XSS (cross scripting) problems

Hi maheanuu,

Could you please explain me a little bit more about the issue ? How can I check to see it?

Sorry, didn’t get the notifications for your answer: I get alerts when I scan website for XSS, alerts with these type of url (search form results basicaly):

Code:

URL: 	https://www.eco-gaming.com/catalogsearch/result/index/?cat=42&enable_googlecheckout=1&mode=list&price=200-&q=1
Description: 	cat,enable_googlecheckout,mode,price,q

URL: 	https://www.eco-gaming.com/catalogsearch/result/index/?___store=default&mode=list&price=2000-3000&q=1&___from_store=french
Description: 	___from_store,___store,mode,price,q

URL: 	https://www.eco-gaming.com/catalogsearch/result/index/?___store=default&___from_store=french&cat=44&enable_googlecheckout=1&mode=list&price=5000-&q=1
Description: 	___from_store,___store,cat,enable_googlecheckout,mode,price,q

URL: 	https://www.eco-gaming.com/catalogsearch/result/index/?___from_store=default&___store=french&cat=42&q=1
Description: 	___from_store,___store,cat,q

URL: 	https://www.eco-gaming.com/catalogsearch/result/index/?___from_store=default&___store=french&cat=45&enable_googlecheckout=1&mode=list&price=5000-&q=1
Description: 	___from_store,___store,cat,enable_googlecheckout,mode,price,q

And 500 more url like these.
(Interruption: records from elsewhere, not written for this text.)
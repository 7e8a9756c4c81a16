//! Small filesystem helpers shared by the services.

use std::io;
use std::path::{Path, PathBuf};

use walkdir::WalkDir;

use crate::domain::errors::RigResult;

/// Copy a directory tree. Missing parents are created; symlinks are not
/// followed.
pub fn copy_tree(src: &Path, dest: &Path) -> io::Result<()> {
    for entry in WalkDir::new(src).follow_links(false) {
        let entry = entry.map_err(io::Error::other)?;
        let rel = entry
            .path()
            .strip_prefix(src)
            .map_err(io::Error::other)?;
        let target = dest.join(rel);
        if entry.file_type().is_dir() {
            std::fs::create_dir_all(&target)?;
        } else if entry.file_type().is_file() {
            if let Some(parent) = target.parent() {
                std::fs::create_dir_all(parent)?;
            }
            std::fs::copy(entry.path(), &target)?;
        }
    }
    Ok(())
}

/// Total size of a directory tree in KB, rounded up per file.
/// A missing path counts as zero.
pub fn dir_size_kb(path: &Path) -> u64 {
    if !path.exists() {
        return 0;
    }
    WalkDir::new(path)
        .follow_links(false)
        .into_iter()
        .flatten()
        .filter(|e| e.file_type().is_file())
        .filter_map(|e| e.metadata().ok())
        .map(|m| m.len().div_ceil(1024))
        .sum()
}

/// Parse a human-readable size (`du -h` style) into KB: a bare number is
/// already KB; `K`, `M`, `G`, `T` suffixes scale accordingly.
pub fn parse_size_kb(text: &str) -> Option<u64> {
    let text = text.trim();
    if text.is_empty() {
        return None;
    }
    let (number, multiplier) = match text.chars().last() {
        Some(c) if c.is_ascii_digit() => (text, 1.0),
        Some('K' | 'k') => (&text[..text.len() - 1], 1.0),
        Some('M' | 'm') => (&text[..text.len() - 1], 1024.0),
        Some('G' | 'g') => (&text[..text.len() - 1], 1024.0 * 1024.0),
        Some('T' | 't') => (&text[..text.len() - 1], 1024.0 * 1024.0 * 1024.0),
        _ => return None,
    };
    let value: f64 = number.trim().parse().ok()?;
    if value < 0.0 {
        return None;
    }
    #[allow(clippy::cast_possible_truncation, clippy::cast_sign_loss)]
    let kb = (value * multiplier).round() as u64;
    Some(kb)
}

/// Free space in MB on the filesystem holding `path`.
pub fn free_disk_mb(path: &Path) -> RigResult<u64> {
    let stat = nix::sys::statvfs::statvfs(path)
        .map_err(|errno| std::io::Error::from_raw_os_error(errno as i32))?;
    let bytes = u64::from(stat.blocks_available()) * u64::from(stat.fragment_size());
    Ok(bytes / (1024 * 1024))
}

/// Move `src` into `dest_dir`, appending an increasing numeric suffix
/// when the name already exists (`name`, `name.2`, `name.3`, ...).
/// Returns the final destination path.
pub fn archive_with_suffix(src: &Path, dest_dir: &Path, name: &str) -> io::Result<PathBuf> {
    let base = dest_dir.join(name);
    let mut dest = base.clone();
    let mut count = 1u32;
    while dest.exists() {
        count += 1;
        dest = PathBuf::from(format!("{}.{count}", base.display()));
    }
    std::fs::rename(src, &dest)?;
    Ok(dest)
}

#[cfg(test)]
mod tests {
    use super::*;
    use tempfile::TempDir;

    #[test]
    fn test_parse_size_kb() {
        // round(2.5 * 1,048,576)
        assert_eq!(parse_size_kb("2.5G"), Some(2_621_440));
        assert_eq!(parse_size_kb("300M"), Some(307_200));
        assert_eq!(parse_size_kb("16K"), Some(16));
        assert_eq!(parse_size_kb("123"), Some(123));
        assert_eq!(parse_size_kb("1.5T"), Some(1_610_612_736));
        assert_eq!(parse_size_kb(""), None);
        assert_eq!(parse_size_kb("abc"), None);
        assert_eq!(parse_size_kb("-1G"), None);
    }

    #[test]
    fn test_copy_tree_and_size() {
        let dir = TempDir::new().unwrap();
        let src = dir.path().join("src");
        std::fs::create_dir_all(src.join("nested")).unwrap();
        std::fs::write(src.join("a.txt"), vec![0u8; 1500]).unwrap();
        std::fs::write(src.join("nested/b.txt"), vec![0u8; 100]).unwrap();

        let dest = dir.path().join("dest");
        copy_tree(&src, &dest).unwrap();
        assert!(dest.join("a.txt").exists());
        assert!(dest.join("nested/b.txt").exists());

        // 1500 bytes -> 2 KB, 100 bytes -> 1 KB
        assert_eq!(dir_size_kb(&dest), 3);
        assert_eq!(dir_size_kb(&dir.path().join("missing")), 0);
    }

    #[test]
    fn test_archive_with_suffix() {
        let dir = TempDir::new().unwrap();
        let dest_dir = dir.path().join("logs");
        std::fs::create_dir_all(&dest_dir).unwrap();

        for expected in ["run.log", "run.log.2", "run.log.3"] {
            let src = dir.path().join("run.log");
            std::fs::write(&src, "x").unwrap();
            let archived = archive_with_suffix(&src, &dest_dir, "run.log").unwrap();
            assert_eq!(archived, dest_dir.join(expected));
            assert!(!src.exists());
        }
    }

    #[test]
    fn test_free_disk_mb() {
        let dir = TempDir::new().unwrap();
        // Any real filesystem has some space; the exact value is not ours
        // to assert.
        assert!(free_disk_mb(dir.path()).is_ok());
    }
}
I was wondering if something is wrong with some of the .js files that are used in the template. If someone ever experienced these kind of threats.

Magento have flaws, but my hosting company too (mod_security is not enabled). So if javascript files are not secure, I may have a big problem. Since I have dynamic IP with my FAI I can’t limit access to backend (I may use .htpasswd if I can’t find another solution).

I gave you FTP credential in this post, and I’ll give backend access if you need it. Thanks!

hi meheanuu !

Call me blind but your issue is still not clear to me, let me know which tool I can use to check the issue.